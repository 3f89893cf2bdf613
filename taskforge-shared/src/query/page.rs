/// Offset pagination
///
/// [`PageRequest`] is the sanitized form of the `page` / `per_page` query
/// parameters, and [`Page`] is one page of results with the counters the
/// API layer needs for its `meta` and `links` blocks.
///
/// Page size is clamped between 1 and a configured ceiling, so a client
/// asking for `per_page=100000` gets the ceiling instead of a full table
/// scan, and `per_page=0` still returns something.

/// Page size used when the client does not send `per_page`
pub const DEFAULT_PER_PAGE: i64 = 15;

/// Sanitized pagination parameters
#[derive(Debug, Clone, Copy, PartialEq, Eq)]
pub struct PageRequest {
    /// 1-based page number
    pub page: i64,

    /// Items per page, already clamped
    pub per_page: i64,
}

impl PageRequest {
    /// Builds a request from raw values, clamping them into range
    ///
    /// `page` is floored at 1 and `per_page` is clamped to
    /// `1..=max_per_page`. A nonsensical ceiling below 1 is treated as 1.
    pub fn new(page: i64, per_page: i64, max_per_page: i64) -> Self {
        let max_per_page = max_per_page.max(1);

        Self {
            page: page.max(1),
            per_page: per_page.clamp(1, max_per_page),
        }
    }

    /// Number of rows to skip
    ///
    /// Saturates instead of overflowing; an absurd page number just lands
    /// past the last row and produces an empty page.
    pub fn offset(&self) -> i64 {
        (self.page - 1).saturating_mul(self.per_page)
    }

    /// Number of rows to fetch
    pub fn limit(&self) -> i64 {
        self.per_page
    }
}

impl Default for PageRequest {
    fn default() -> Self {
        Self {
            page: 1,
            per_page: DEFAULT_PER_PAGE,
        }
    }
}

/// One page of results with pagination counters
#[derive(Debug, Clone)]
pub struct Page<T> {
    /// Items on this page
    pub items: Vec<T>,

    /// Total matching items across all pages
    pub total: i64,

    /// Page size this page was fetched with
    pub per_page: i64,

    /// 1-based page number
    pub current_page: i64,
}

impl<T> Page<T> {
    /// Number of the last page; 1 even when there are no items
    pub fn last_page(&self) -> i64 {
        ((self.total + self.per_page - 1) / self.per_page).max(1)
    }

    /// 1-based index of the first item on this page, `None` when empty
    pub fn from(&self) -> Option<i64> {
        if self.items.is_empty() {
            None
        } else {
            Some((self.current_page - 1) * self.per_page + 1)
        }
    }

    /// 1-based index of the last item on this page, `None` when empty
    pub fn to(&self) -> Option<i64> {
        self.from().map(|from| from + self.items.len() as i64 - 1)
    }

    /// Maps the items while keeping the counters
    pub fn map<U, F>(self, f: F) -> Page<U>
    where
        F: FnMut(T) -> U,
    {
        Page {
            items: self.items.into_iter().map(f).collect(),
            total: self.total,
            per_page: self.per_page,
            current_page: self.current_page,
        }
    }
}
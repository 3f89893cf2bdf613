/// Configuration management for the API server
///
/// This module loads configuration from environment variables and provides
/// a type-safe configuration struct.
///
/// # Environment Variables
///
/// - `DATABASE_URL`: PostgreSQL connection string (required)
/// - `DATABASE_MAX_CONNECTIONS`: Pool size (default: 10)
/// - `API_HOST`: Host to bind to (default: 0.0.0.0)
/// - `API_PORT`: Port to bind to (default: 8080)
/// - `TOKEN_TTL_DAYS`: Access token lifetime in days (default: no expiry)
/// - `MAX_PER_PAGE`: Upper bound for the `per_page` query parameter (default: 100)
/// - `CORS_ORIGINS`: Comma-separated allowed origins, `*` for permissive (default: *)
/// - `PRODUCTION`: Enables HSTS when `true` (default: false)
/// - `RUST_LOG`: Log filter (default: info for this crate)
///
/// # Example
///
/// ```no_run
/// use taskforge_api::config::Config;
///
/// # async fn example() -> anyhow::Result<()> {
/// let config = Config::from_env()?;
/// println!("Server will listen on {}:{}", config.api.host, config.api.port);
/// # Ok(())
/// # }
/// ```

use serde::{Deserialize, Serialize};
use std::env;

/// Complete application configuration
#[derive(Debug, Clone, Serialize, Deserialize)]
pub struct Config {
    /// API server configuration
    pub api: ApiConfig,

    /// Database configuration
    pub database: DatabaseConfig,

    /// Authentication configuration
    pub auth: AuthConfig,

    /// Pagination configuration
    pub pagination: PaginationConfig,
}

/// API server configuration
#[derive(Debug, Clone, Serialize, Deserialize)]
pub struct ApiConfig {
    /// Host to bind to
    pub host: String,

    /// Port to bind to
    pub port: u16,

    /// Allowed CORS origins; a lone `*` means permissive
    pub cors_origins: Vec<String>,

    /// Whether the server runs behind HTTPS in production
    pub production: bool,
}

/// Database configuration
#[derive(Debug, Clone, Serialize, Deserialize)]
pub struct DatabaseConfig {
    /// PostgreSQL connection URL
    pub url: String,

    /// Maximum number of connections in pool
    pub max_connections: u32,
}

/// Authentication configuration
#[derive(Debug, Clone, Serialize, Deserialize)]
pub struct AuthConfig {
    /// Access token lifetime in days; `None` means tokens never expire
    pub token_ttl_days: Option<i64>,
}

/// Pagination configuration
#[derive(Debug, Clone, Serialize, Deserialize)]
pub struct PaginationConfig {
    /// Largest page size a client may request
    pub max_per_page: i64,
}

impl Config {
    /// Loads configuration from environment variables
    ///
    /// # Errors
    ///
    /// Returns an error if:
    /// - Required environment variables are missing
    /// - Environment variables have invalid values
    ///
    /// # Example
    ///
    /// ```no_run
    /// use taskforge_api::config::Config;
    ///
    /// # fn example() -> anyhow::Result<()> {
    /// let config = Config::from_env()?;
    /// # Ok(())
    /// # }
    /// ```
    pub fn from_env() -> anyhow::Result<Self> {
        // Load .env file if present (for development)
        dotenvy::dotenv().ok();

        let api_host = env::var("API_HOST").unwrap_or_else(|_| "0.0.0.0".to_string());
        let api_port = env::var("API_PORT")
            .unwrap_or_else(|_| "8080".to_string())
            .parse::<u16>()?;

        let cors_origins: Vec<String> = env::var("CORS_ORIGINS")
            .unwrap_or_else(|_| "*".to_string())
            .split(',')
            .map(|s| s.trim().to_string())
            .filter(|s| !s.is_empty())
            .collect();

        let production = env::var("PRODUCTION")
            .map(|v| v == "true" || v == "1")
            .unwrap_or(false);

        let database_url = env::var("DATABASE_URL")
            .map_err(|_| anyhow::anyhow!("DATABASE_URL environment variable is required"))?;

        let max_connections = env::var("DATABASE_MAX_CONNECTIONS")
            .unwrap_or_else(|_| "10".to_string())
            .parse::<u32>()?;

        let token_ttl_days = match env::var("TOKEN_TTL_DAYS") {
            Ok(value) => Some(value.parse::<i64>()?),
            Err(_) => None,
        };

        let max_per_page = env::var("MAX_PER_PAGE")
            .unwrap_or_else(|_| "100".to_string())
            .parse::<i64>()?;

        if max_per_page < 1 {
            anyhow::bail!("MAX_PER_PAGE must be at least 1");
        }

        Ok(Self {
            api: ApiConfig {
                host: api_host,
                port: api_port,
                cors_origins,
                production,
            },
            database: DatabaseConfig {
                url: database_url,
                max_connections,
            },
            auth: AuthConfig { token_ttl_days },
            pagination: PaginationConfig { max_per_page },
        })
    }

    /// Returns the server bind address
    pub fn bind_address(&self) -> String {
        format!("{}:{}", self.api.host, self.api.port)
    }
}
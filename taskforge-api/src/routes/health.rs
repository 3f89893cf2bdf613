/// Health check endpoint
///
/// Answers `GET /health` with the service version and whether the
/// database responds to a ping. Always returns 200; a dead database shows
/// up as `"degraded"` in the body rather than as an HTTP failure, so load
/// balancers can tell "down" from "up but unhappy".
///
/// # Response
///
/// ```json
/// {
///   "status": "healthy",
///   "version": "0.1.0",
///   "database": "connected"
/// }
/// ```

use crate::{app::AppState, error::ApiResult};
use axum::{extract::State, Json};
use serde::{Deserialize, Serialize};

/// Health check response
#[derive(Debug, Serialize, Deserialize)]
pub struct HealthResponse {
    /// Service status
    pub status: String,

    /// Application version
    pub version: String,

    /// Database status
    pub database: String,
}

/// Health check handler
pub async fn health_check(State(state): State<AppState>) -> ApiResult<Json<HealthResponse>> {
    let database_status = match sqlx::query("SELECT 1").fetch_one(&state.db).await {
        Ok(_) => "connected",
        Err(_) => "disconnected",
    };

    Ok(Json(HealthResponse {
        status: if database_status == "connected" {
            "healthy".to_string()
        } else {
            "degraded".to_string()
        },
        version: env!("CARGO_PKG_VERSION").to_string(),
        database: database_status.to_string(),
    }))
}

┄┄┄┄┄┄

▶ **WHAT YOU WILL DO**:
Starting at the first line of the material above, reproduce each line exactly up to and including the line with "so a client".

▶ **COMPLETED EXERCISE**:
repository 3f89893cf2bdf613
filename taskforge-shared/src/query/page.rs
/// Offset pagination
///
/// [`PageRequest`] is the sanitized form of the `page` / `per_page` query
/// parameters, and [`Page`] is one page of results with the counters the
/// API layer needs for its `meta` and `links` blocks.
///
/// Page size is clamped between 1 and a configured ceiling, so a client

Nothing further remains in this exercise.